In a study published in September, the International Monetary Fund (IMF) also concluded that: "The recent global economic crisis, with its roots in US financial markets, may have resulted, in part at least, from the increase in inequality" in the country.
An Evolutionary View of EconomicsCornell Univesity economist Robert Frank analyzes this development in his recently published book "The Darwin Economy." In it, he concludes that financial realities are best described not by Adam Smith's economic models but, rather, by Charles Darwin's thoughts on competition.
Frank writes that, with its often extreme deregulation, today's financial and economic system makes it impossible for individuals' self-serving behavior to ultimately contribute to the prosperity of society as a whole, as Smith had envisioned it. Instead, it leads to an economy in which only the fittest survive -- and the general public is left behind.

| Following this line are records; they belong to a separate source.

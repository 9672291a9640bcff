//! Archive sources: named uploads or files on disk.
//!
//! When no archive is given explicitly, the configured assets directory is
//! scanned for packages matching `ingest.include_globs`.

use anyhow::{bail, Result};
use globset::{Glob, GlobSet, GlobSetBuilder};
use std::path::{Path, PathBuf};
use walkdir::WalkDir;

use crate::config::IngestConfig;

/// One survey archive to ingest.
#[derive(Debug, Clone)]
pub enum ArchiveSource {
    /// An in-memory package, optionally carrying its upload name.
    Upload { name: Option<String>, bytes: Vec<u8> },
    /// A package on disk, read when it is ingested.
    Path(PathBuf),
}

impl ArchiveSource {
    pub fn upload(name: impl Into<String>, bytes: Vec<u8>) -> Self {
        ArchiveSource::Upload {
            name: Some(name.into()),
            bytes,
        }
    }

    pub fn unnamed(bytes: Vec<u8>) -> Self {
        ArchiveSource::Upload { name: None, bytes }
    }

    /// The declared archive name, if there is one.
    pub fn name(&self) -> Option<String> {
        match self {
            ArchiveSource::Upload { name, .. } => name.clone(),
            ArchiveSource::Path(path) => path
                .file_name()
                .map(|n| n.to_string_lossy().to_string()),
        }
    }

    /// Survey identifier for the source at `position` in the input list.
    pub fn survey_id(&self, position: usize) -> String {
        survey_id(self.name().as_deref(), position)
    }
}

/// The archive name without its `.zip` suffix, or `Survey_<position+1>`
/// when there is no usable name.
pub fn survey_id(name: Option<&str>, position: usize) -> String {
    let stem = name.map(strip_zip_suffix).filter(|s| !s.is_empty());
    match stem {
        Some(stem) => stem.to_string(),
        None => format!("Survey_{}", position + 1),
    }
}

fn strip_zip_suffix(name: &str) -> &str {
    const SUFFIX: &str = ".zip";
    match name.len().checked_sub(SUFFIX.len()) {
        Some(cut) if name.get(cut..).is_some_and(|s| s.eq_ignore_ascii_case(SUFFIX)) => {
            &name[..cut]
        }
        _ => name,
    }
}

/// Resolve CLI arguments into sources. Files are taken as-is, directories
/// are scanned, and an empty list falls back to the assets directory.
pub fn resolve(paths: &[PathBuf], config: &IngestConfig) -> Result<Vec<ArchiveSource>> {
    if paths.is_empty() {
        return scan_assets(config);
    }
    let mut sources = Vec::new();
    for path in paths {
        if path.is_dir() {
            sources.extend(scan_dir(path, config)?);
        } else {
            sources.push(ArchiveSource::Path(path.clone()));
        }
    }
    Ok(sources)
}

pub fn scan_assets(config: &IngestConfig) -> Result<Vec<ArchiveSource>> {
    let root = &config.assets_dir;
    if !root.is_dir() {
        bail!(
            "No archives given and no assets found: {} is not a directory",
            root.display()
        );
    }
    scan_dir(root, config)
}

/// Archive files under `root` matching the include globs, sorted by
/// relative path.
pub fn scan_dir(root: &Path, config: &IngestConfig) -> Result<Vec<ArchiveSource>> {
    let include_set = build_globset(&config.include_globs)?;

    let mut walker = WalkDir::new(root);
    if !config.recursive {
        walker = walker.max_depth(1);
    }

    let mut found = Vec::new();
    for entry in walker {
        let entry = entry?;
        if !entry.file_type().is_file() {
            continue;
        }
        let path = entry.path();
        let relative = path.strip_prefix(root).unwrap_or(path);
        let rel_str = relative.to_string_lossy().to_string();
        if !include_set.is_match(&rel_str) {
            continue;
        }
        found.push((rel_str, path.to_path_buf()));
    }

    // Sort for deterministic survey order
    found.sort_by(|a, b| a.0.cmp(&b.0));
    tracing::debug!(root = %root.display(), archives = found.len(), "scanned archive directory");

    Ok(found
        .into_iter()
        .map(|(_, path)| ArchiveSource::Path(path))
        .collect())
}

fn build_globset(patterns: &[String]) -> Result<GlobSet> {
    let mut builder = GlobSetBuilder::new();
    for pattern in patterns {
        builder.add(Glob::new(pattern)?);
    }
    Ok(builder.build()?)
}
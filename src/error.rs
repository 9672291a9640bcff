//! Error kinds raised by the ingestion and query pipeline.
//!
//! Per-source kinds ([`SurveyError::MissingMetadata`],
//! [`SurveyError::ArchiveCorrupt`]) are caught at the merge boundary and
//! reported per archive. [`SurveyError::NoData`] and
//! [`SurveyError::NoCoordinates`] are empty states for the caller to display.

use thiserror::Error;

pub type Result<T> = std::result::Result<T, SurveyError>;

#[derive(Error, Debug)]
pub enum SurveyError {
    /// The archive has no `metadata.json` at its root.
    #[error("{survey}: archive has no metadata.json")]
    MissingMetadata { survey: String },

    /// The container or the metadata document could not be read.
    #[error("{survey}: archive is corrupt: {reason}")]
    ArchiveCorrupt { survey: String, reason: String },

    /// A detection class code outside the known enumeration.
    #[error("unknown detection class code {code}")]
    UnknownCategoryCode { code: i64 },

    #[error("no valid detection or roughness data found in any archive")]
    NoData,

    #[error("no valid coordinates found after filtering")]
    NoCoordinates,
}

impl SurveyError {
    pub(crate) fn corrupt(survey: &str, reason: impl std::fmt::Display) -> Self {
        SurveyError::ArchiveCorrupt {
            survey: survey.to_string(),
            reason: reason.to_string(),
        }
    }

    /// True for the kinds that only affect a single archive.
    pub fn is_per_source(&self) -> bool {
        matches!(
            self,
            SurveyError::MissingMetadata { .. } | SurveyError::ArchiveCorrupt { .. }
        )
    }
}

#[cfg(test)]
mod tests {
    use super::*;

    #[test]
    fn per_source_kinds() {
        assert!(SurveyError::MissingMetadata { survey: "S1".into() }.is_per_source());
        assert!(SurveyError::corrupt("S1", "bad header").is_per_source());
        assert!(!SurveyError::NoData.is_per_source());
        assert!(!SurveyError::UnknownCategoryCode { code: 7 }.is_per_source());
    }

    #[test]
    fn messages_name_the_survey() {
        let err = SurveyError::corrupt("north", "invalid Zip archive");
        assert_eq!(err.to_string(), "north: archive is corrupt: invalid Zip archive");
    }
}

The question is: How long can the US withstand this internal tension?
Differences between rich and poor are tolerated as long as the rags-to-riches story of the dishwasher-turned-millionaire remains theoretically possible. But studies show that increasing inequality and political control concentrated in the hands of the wealthy elite have drastically reduced economic mobility and that the US has long since fallen far behind Europe on this issue. Indeed, only 4 percent of less-well-off Americans ever successfully make the leap into the upper-middle class.
"The major difference between this Gilded Age and the last one is the relative absence of protest," historian Gary Gerstle told the online magazine Salon in October. "In the first Gilded Age, the streets were flooded with protest movements."
Manhattan hasn't yet quite reached that point.